━━━ Task inputs ━━━

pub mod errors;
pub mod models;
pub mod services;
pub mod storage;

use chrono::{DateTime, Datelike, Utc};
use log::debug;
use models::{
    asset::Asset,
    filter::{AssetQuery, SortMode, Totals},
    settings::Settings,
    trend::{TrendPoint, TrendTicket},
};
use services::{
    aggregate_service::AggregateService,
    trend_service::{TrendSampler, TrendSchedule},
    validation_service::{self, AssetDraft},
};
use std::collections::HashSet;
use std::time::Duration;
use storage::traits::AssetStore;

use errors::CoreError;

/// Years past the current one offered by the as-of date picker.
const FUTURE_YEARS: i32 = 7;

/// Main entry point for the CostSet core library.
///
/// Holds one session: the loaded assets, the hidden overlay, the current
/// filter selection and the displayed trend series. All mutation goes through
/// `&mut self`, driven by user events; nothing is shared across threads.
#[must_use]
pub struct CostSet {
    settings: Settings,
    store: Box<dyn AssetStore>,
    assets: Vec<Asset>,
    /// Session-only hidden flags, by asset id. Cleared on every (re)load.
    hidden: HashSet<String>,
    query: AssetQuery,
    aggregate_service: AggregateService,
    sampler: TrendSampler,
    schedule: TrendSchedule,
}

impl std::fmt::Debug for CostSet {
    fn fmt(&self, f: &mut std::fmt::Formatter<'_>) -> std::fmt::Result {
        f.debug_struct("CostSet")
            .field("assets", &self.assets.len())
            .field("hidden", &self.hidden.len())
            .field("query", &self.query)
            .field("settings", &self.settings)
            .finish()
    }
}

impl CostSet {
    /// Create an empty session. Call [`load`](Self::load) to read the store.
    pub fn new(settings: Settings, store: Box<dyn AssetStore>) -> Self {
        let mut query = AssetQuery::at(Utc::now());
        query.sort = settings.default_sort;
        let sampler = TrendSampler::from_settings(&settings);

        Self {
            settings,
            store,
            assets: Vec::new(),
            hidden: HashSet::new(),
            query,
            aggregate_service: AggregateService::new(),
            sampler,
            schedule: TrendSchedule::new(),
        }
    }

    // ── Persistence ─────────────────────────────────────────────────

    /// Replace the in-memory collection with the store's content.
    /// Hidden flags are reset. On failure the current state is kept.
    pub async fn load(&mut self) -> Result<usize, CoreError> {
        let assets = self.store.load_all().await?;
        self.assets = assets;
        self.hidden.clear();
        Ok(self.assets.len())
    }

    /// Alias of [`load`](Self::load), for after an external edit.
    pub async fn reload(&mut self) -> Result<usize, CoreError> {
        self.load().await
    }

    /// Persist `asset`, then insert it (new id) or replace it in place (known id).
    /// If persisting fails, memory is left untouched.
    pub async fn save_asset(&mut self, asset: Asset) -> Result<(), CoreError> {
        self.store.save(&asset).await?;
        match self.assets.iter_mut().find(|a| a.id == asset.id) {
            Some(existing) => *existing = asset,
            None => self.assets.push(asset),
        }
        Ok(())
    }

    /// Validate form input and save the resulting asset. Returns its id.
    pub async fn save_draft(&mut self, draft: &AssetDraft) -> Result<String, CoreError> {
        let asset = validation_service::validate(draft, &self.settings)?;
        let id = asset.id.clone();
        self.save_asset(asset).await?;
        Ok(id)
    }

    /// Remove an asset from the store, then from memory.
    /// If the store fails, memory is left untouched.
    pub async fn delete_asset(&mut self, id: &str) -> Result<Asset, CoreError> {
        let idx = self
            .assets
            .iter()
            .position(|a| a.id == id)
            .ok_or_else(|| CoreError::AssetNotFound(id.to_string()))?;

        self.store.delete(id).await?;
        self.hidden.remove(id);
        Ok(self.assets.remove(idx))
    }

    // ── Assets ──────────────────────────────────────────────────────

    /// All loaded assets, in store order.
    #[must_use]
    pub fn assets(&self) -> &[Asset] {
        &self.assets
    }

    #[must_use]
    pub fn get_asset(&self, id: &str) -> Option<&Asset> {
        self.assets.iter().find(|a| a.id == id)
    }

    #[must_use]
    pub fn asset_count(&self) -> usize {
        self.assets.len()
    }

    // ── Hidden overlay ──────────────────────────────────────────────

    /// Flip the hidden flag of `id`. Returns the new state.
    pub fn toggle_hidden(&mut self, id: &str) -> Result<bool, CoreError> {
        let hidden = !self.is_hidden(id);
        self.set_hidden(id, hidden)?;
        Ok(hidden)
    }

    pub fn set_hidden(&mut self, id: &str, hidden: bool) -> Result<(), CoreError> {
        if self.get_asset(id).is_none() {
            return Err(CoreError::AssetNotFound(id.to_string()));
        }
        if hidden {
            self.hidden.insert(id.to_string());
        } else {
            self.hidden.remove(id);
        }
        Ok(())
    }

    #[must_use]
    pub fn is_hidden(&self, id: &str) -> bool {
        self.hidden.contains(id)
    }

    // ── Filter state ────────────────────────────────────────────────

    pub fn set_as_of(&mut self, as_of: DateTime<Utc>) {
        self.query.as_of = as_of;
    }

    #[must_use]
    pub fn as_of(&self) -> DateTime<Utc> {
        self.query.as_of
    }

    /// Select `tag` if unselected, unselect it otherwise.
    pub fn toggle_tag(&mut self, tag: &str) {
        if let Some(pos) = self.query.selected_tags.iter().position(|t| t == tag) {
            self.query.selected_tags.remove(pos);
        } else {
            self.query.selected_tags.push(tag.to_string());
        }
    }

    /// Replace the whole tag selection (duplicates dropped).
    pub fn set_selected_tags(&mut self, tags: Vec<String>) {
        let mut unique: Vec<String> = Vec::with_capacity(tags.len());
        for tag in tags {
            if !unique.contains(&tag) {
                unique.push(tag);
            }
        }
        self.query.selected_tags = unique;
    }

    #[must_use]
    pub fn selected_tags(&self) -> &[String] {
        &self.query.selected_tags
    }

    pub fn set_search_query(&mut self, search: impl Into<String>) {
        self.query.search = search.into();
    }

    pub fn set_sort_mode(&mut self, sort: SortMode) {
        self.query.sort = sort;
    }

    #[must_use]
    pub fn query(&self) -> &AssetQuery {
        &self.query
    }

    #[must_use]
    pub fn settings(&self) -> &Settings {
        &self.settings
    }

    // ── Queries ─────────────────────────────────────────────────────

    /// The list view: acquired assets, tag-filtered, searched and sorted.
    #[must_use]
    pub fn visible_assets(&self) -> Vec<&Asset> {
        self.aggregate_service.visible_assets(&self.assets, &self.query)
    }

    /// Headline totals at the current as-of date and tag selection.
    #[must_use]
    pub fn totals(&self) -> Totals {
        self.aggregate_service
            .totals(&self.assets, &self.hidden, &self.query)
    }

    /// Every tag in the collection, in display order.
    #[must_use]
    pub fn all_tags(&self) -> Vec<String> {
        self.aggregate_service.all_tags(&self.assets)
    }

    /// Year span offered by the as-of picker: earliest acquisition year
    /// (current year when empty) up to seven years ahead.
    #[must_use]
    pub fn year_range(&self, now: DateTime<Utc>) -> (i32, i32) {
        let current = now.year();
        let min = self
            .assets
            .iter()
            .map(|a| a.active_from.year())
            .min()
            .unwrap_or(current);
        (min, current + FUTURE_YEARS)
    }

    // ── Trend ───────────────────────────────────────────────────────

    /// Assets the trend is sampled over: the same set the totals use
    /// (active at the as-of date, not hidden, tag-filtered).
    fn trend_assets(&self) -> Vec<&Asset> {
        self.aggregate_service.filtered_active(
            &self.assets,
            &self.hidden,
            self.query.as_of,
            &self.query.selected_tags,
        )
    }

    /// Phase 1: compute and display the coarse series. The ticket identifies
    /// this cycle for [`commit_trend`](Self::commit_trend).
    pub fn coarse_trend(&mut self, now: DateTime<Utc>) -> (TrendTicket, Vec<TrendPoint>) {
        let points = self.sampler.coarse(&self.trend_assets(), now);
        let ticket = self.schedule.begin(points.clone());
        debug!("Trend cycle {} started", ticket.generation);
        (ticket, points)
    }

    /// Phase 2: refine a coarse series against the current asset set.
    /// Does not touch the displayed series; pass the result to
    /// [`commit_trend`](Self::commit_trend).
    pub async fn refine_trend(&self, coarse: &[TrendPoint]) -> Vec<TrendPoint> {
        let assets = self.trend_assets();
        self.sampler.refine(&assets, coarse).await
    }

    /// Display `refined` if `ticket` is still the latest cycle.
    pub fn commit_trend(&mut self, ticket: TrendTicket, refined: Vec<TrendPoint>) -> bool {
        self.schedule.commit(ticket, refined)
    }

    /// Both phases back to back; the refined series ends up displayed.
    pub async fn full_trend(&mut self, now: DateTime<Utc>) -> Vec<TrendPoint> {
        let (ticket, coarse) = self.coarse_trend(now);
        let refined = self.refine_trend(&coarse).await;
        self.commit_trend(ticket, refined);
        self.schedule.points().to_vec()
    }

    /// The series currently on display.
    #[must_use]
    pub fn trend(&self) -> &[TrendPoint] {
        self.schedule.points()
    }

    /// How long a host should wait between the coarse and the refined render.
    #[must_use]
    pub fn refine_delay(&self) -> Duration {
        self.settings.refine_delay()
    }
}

━━━
━━━ Task inputs ━━━

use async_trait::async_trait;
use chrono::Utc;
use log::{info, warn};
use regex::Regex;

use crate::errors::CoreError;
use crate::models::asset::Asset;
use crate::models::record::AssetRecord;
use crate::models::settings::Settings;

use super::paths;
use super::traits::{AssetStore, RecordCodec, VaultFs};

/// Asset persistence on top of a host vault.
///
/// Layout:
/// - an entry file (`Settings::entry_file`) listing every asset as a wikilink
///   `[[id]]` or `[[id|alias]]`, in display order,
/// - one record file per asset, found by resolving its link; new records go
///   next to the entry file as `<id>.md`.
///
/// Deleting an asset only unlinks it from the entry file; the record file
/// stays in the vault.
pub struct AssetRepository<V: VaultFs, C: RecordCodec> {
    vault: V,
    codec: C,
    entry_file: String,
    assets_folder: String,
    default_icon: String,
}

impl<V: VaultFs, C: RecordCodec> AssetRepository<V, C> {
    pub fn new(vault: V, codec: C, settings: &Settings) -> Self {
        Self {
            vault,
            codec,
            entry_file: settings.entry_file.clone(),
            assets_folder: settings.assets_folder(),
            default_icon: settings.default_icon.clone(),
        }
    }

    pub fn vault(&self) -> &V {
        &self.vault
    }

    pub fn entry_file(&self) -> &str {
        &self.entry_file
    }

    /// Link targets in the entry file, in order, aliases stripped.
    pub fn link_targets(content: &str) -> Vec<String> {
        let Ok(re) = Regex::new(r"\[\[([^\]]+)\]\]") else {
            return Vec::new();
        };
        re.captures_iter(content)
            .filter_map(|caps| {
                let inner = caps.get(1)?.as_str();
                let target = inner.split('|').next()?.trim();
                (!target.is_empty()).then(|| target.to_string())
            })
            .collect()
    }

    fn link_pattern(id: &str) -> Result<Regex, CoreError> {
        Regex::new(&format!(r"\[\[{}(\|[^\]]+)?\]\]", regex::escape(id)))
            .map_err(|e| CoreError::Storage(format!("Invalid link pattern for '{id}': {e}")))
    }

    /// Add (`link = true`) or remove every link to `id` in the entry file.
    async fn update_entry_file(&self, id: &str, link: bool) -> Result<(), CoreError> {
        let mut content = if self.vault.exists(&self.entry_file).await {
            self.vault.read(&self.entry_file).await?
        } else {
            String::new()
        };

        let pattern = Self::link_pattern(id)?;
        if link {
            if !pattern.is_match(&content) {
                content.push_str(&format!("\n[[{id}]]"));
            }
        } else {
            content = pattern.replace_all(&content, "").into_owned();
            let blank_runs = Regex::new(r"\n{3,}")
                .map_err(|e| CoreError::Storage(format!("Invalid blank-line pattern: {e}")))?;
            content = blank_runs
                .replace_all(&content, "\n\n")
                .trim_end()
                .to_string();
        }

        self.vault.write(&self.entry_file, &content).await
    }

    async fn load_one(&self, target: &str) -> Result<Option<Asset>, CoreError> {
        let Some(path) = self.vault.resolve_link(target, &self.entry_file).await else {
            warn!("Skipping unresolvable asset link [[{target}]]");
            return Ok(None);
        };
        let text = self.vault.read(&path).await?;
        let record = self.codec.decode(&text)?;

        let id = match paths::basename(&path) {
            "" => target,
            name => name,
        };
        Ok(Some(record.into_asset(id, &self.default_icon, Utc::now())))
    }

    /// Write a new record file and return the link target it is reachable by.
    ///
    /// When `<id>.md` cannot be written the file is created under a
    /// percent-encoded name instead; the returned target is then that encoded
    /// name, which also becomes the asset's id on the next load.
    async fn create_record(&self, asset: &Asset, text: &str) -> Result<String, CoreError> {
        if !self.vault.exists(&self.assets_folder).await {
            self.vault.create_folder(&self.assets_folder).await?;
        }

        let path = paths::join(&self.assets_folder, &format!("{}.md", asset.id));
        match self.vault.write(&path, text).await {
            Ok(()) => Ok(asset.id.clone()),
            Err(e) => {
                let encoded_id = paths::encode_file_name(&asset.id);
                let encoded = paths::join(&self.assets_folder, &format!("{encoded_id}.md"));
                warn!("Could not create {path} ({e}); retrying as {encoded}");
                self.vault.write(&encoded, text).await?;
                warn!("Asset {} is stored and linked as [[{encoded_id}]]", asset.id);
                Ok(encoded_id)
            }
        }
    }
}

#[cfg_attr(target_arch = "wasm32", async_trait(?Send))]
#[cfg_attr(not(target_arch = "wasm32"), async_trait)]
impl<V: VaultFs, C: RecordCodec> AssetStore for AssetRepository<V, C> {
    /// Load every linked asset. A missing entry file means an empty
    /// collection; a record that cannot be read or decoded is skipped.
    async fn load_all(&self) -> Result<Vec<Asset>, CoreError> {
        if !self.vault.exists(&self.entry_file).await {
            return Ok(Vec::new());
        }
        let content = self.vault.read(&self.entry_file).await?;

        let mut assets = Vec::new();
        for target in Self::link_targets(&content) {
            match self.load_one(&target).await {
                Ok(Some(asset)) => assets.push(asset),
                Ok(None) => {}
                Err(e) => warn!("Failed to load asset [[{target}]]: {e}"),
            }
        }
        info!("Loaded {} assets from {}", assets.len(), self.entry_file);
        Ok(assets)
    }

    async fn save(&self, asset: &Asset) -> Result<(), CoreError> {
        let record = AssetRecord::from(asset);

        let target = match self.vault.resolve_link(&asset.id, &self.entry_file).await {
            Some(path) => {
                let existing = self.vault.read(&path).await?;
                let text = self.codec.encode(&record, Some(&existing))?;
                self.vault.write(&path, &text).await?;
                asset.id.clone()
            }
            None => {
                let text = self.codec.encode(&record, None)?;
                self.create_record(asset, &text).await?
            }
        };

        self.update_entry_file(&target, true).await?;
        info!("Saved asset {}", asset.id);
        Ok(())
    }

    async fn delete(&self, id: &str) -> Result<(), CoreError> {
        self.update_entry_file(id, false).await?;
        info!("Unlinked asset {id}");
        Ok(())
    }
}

━━━
━━━ Task inputs ━━━

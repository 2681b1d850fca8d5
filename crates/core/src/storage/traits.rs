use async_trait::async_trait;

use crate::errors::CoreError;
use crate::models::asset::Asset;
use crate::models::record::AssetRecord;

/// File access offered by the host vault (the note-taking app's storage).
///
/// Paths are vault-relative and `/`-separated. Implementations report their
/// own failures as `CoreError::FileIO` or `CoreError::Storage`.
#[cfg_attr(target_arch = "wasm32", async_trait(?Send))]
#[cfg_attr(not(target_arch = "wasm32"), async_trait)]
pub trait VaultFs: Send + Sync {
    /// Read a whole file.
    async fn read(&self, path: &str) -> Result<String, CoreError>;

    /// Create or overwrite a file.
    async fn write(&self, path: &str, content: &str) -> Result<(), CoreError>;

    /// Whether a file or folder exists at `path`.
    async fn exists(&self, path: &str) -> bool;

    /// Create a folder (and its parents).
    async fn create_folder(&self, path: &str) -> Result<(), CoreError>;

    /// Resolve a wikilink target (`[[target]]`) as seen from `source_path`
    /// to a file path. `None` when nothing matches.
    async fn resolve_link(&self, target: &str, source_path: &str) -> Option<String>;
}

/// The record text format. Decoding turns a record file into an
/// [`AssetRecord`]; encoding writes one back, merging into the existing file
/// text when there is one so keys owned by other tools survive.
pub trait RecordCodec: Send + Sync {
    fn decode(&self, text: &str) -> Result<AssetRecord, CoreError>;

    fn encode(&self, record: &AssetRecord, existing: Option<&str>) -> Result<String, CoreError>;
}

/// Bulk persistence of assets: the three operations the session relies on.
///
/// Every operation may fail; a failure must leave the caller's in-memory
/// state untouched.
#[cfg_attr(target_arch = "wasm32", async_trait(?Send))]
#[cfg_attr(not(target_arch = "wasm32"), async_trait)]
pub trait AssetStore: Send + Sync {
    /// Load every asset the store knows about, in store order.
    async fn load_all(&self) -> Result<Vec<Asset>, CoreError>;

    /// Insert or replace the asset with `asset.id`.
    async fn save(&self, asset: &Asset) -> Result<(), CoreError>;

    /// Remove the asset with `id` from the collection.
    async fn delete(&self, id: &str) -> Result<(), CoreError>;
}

━━━

Required action:
Your answer is only the number of lines in the listing above that include the string "errors".

Response to the exercise:
4